■ **Work required**
Search for the word "Issues" in the entries. Each line that holds it should be copied.
----
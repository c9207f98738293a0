//! Signed token issuance and verification (HS256).

use std::fmt;
use std::time::Duration;

use authority_policy::JsonSubject;
use chrono::Utc;
use jsonwebtoken::errors::ErrorKind;
use jsonwebtoken::{Algorithm, DecodingKey, EncodingKey, Header, Validation, decode, encode};
use serde::{Deserialize, Serialize};
use serde_json::{Map, Value};
use tracing::debug;

use crate::error::{AuthError, AuthResult};

/// Default issuer claim.
pub const DEFAULT_ISSUER: &str = "authority";

/// JWT configuration.
#[derive(Clone)]
pub struct JwtConfig {
    /// Secret key for signing/verifying tokens.
    secret: String,
    /// Token expiration duration.
    pub expiration: Duration,
    /// Issuer claim.
    pub issuer: String,
}

impl fmt::Debug for JwtConfig {
    fn fmt(&self, f: &mut fmt::Formatter<'_>) -> fmt::Result {
        f.debug_struct("JwtConfig")
            .field("secret", &"<redacted>")
            .field("expiration", &self.expiration)
            .field("issuer", &self.issuer)
            .finish()
    }
}

impl JwtConfig {
    /// Creates a new JWT configuration.
    pub fn new(secret: impl Into<String>) -> Self {
        Self {
            secret: secret.into(),
            expiration: Duration::from_secs(3600), // 1 hour
            issuer: DEFAULT_ISSUER.to_string(),
        }
    }

    /// Sets the token expiration duration.
    #[must_use]
    pub fn with_expiration(mut self, expiration: Duration) -> Self {
        self.expiration = expiration;
        self
    }

    /// Sets the issuer claim.
    #[must_use]
    pub fn with_issuer(mut self, issuer: impl Into<String>) -> Self {
        self.issuer = issuer.into();
        self
    }
}

/// Claims carried by an Authority token.
#[derive(Debug, Clone, PartialEq, Serialize, Deserialize)]
pub struct Claims {
    /// User ID.
    pub uid: String,
    /// Kind of user (e.g. `employee`, `service`).
    #[serde(rename = "user-type")]
    pub user_type: String,
    /// Purpose of the token (e.g. `access`, `refresh`).
    #[serde(rename = "token-type", default, skip_serializing_if = "Option::is_none")]
    pub token_type: Option<String>,
    /// Issuer.
    pub iss: String,
    /// Issued at timestamp (seconds since epoch).
    pub iat: u64,
    /// Expiration timestamp (seconds since epoch).
    pub exp: u64,
    /// Any further custom claims.
    #[serde(flatten)]
    pub extra: Map<String, Value>,
}

impl Claims {
    /// Returns a claim rendered as a string, the way subject attributes are.
    pub fn claim_string(&self, name: &str) -> Option<String> {
        let value = self.to_value();
        match value.get(name)? {
            Value::String(s) => Some(s.clone()),
            Value::Null => None,
            other => Some(other.to_string()),
        }
    }

    /// Builds a subject attribute resolver over the claim set.
    ///
    /// With the default prefix, `user:::uid` resolves the user ID and
    /// `user:::profile:department` walks a nested custom claim.
    pub fn to_subject(&self, key_prefix: &str, separator: &str) -> JsonSubject {
        JsonSubject::from_value(self.to_value())
            .with_key_prefix(key_prefix)
            .with_separator(separator)
    }

    fn to_value(&self) -> Value {
        // Serializing strings, integers and JSON values is infallible.
        serde_json::to_value(self).unwrap_or(Value::Null)
    }
}

/// Issues and verifies HS256 tokens for one configuration.
#[derive(Debug, Clone)]
pub struct TokenService {
    config: JwtConfig,
}

impl TokenService {
    pub fn new(config: JwtConfig) -> Self {
        Self { config }
    }

    pub fn config(&self) -> &JwtConfig {
        &self.config
    }

    /// Issues a token for `uid`, stamping issuer, issue time and expiry.
    pub fn issue(
        &self,
        uid: &str,
        user_type: &str,
        token_type: Option<&str>,
        extra: Map<String, Value>,
    ) -> AuthResult<String> {
        let now = u64::try_from(Utc::now().timestamp()).unwrap_or(0);
        let secs = self.config.expiration.as_secs();
        let exp = now
            .checked_add(secs)
            .filter(|exp| i64::try_from(*exp).is_ok())
            .ok_or(AuthError::ExpirationOverflow { secs })?;

        let claims = Claims {
            uid: uid.to_string(),
            user_type: user_type.to_string(),
            token_type: token_type.map(str::to_string),
            iss: self.config.issuer.clone(),
            iat: now,
            exp,
            extra,
        };
        self.sign(&claims)
    }

    /// Signs an already-built claim set verbatim.
    pub fn sign(&self, claims: &Claims) -> AuthResult<String> {
        encode(
            &Header::new(Algorithm::HS256),
            claims,
            &EncodingKey::from_secret(self.config.secret.as_bytes()),
        )
        .map_err(AuthError::Signing)
    }

    /// Verifies signature, algorithm, issuer and expiry, and returns the claims.
    pub fn verify(&self, token: &str) -> AuthResult<Claims> {
        let mut validation = Validation::new(Algorithm::HS256);
        validation.set_issuer(&[&self.config.issuer]);

        let token_data = decode::<Claims>(
            token,
            &DecodingKey::from_secret(self.config.secret.as_bytes()),
            &validation,
        )
        .map_err(|e| {
            debug!(error = %e, "Token verification failed");
            match e.kind() {
                ErrorKind::ExpiredSignature => AuthError::Expired,
                _ => AuthError::InvalidToken(e),
            }
        })?;

        Ok(token_data.claims)
    }

    /// Verifies `token` and returns one of its claims as a string.
    pub fn claim_string(&self, token: &str, name: &str) -> AuthResult<Option<String>> {
        Ok(self.verify(token)?.claim_string(name))
    }
}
----
■ **Answer to this exercise**
/// Issues and verifies HS256 tokens for one configuration.
    /// Issues a token for `uid`, stamping issuer, issue time and expiry.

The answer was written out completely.